– О мертвых или хорошо, или ничего, – провозгласил Северин, появляясь на пороге лабиринта с блокнотом Троепольской в руках. – У вас тут прекрасная акустика, просто не знаю, как вы творите. Спорить готов, что ничего подобного вы ей при жизни не говорили, – сказал он, относясь уже непосредственно к Петровой.

– Не говорила, – вздохнула та, – и правильно делала. Между нами, как вы говорите, не для протокола, Ольга писала-то неважно. Она фактуру собирала блестяще, мозги у нее были повернуты на проблему хорошо, а вот материал слепить у нее не очень получалось. Вечно мы с Чижом переписывали что-то, доделывали.

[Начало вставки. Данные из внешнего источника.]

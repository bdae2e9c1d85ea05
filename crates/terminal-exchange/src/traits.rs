//! 거래소 추상화 트레이트.
//!
//! REST 기능 전체를 `FuturesApi` 하나로 묶고, 스트림 세션 수립을
//! `SessionFactory`로 분리합니다. 두 이음새 모두 테스트에서 가짜
//! 구현으로 대체됩니다.

use crate::error::ExchangeResult;
use async_trait::async_trait;
use rust_decimal::Decimal;
use terminal_core::{Candle, OrderRequest, Position, SymbolFilters, Timeframe};
use tokio::sync::{mpsc, oneshot, watch};
use tokio::task::JoinHandle;

use crate::error::ExchangeError;

/// 사용자 데이터 스트림에서 포지션 재동기화를 유발하는 계좌 이벤트.
#[derive(Debug, Clone, Copy, PartialEq, Eq)]
pub enum AccountEvent {
    /// 잔고/포지션 변경 (`ACCOUNT_UPDATE`)
    AccountUpdate,
    /// 주문 체결/상태 변경 (`ORDER_TRADE_UPDATE`)
    OrderTradeUpdate,
}

/// 바이낸스 USD-M 선물 REST 기능.
#[async_trait]
pub trait FuturesApi: Send + Sync {
    /// 사용자 데이터 스트림 리슨 키를 발급합니다.
    async fn start_user_stream(&self) -> ExchangeResult<String>;

    /// 리슨 키 유효 기간을 연장합니다.
    async fn keepalive_user_stream(&self) -> ExchangeResult<()>;

    /// 현재 시장 가격을 조회합니다.
    async fn ticker_price(&self, symbol: &str) -> ExchangeResult<Decimal>;

    /// 심볼의 수량/가격 단위 제약을 조회합니다.
    async fn symbol_filters(&self, symbol: &str) -> ExchangeResult<SymbolFilters>;

    /// 과거 캔들을 조회합니다.
    async fn klines(
        &self,
        symbol: &str,
        timeframe: Timeframe,
        limit: Option<u32>,
    ) -> ExchangeResult<Vec<Candle>>;

    /// 계좌의 전체 포지션을 조회합니다 (수량 0 포함).
    async fn account_positions(&self) -> ExchangeResult<Vec<Position>>;

    /// 심볼의 레버리지를 변경합니다.
    async fn change_leverage(&self, symbol: &str, leverage: u32) -> ExchangeResult<()>;

    /// 포지션 모드를 변경합니다 (true = 헤지 모드).
    async fn change_position_mode(&self, dual_side: bool) -> ExchangeResult<()>;

    /// 주문을 제출하고 거래소 주문 ID를 반환합니다.
    async fn submit_order(&self, request: &OrderRequest) -> ExchangeResult<String>;

    /// 주문을 취소합니다.
    async fn cancel_order(&self, symbol: &str, order_id: &str) -> ExchangeResult<()>;
}

/// 열린 스트림 세션의 수신 핸들.
pub struct StreamHandles {
    /// 마감 캔들 수신기
    pub candles: mpsc::Receiver<Candle>,
    /// 계좌 이벤트 수신기
    pub account_events: mpsc::Receiver<AccountEvent>,
    /// 연결 수준 실패 통지. 종료 신호로 정상 종료하면 송신 없이 닫힙니다.
    pub failure: oneshot::Receiver<ExchangeError>,
}

/// 수립된 세션. 핸들과 세션에 묶인 백그라운드 태스크를 함께 전달합니다.
pub struct Session {
    /// 스트림 수신 핸들
    pub streams: StreamHandles,
    /// 리슨 키 갱신 태스크. 세션이 끝나면 중단해야 합니다.
    pub keepalive: JoinHandle<()>,
}

/// 스트림 세션 팩토리.
///
/// 리슨 키 발급부터 소켓 수립/구독까지 한 번의 연결 시도 전체를
/// 담당합니다. 슈퍼바이저는 이 트레이트 너머의 구현을 모릅니다.
#[async_trait]
pub trait SessionFactory: Send + Sync + 'static {
    /// 세션을 엽니다. 어느 단계에서 실패해도 한 번의 시도 실패입니다.
    async fn open_session(
        &self,
        symbol: &str,
        timeframe: Timeframe,
        shutdown: watch::Receiver<bool>,
    ) -> ExchangeResult<Session>;
}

– И все-таки, вы ей завидовали, а? – догадываясь, поинтересовался Северин.

– Завидовала, – неожиданно легко согласилась Петрова. – Я старая черепаха Тортилла и очень хорошо понимала, что она-то еще научится писать, а я уже не научусь... Вот так, как она...

– Неужели это так сложно? – совершенно искренне удивился я.

– Представьте себе! А еще представьте себе, что среди журналистов это очень мало кто умеет.

– А мне всегда казалось, что в этом самая соль вашей работы, – заметил иронически Северин, – вскрывать недостатки, обнажать пороки...

– Казалось правильно. И сейчас, между прочим, с нас, наконец, стали ее, кажется, спрашивать – оттуда, сверху. – Она довольно неопределенно ткнула пальцем в потолок. – Раньше... Раньше тоже спрашивали. Но если не выполняли, никто не сердился слишком сильно. Я двадцать лет работаю в газете, можете мне поверить. Ведь как делается критический материал? Пойдите в суд, в прокуратуру, в милицию, в народный контроль, в торговую инспекцию, вообще в любой проверяющий, контролирующий, карающий орган. Материала – вагон, бери на любой вкус и пиши судебный очерк, моральную статью, поднимай проблему. Надо лишь уметь сделать правильные выводы, ну и можно еще врезать кому-нибудь, кому недоврезали, на ваш вкус, до вас. Нет, такая публицистика тоже должна существовать, даже обязана. Но только такая?..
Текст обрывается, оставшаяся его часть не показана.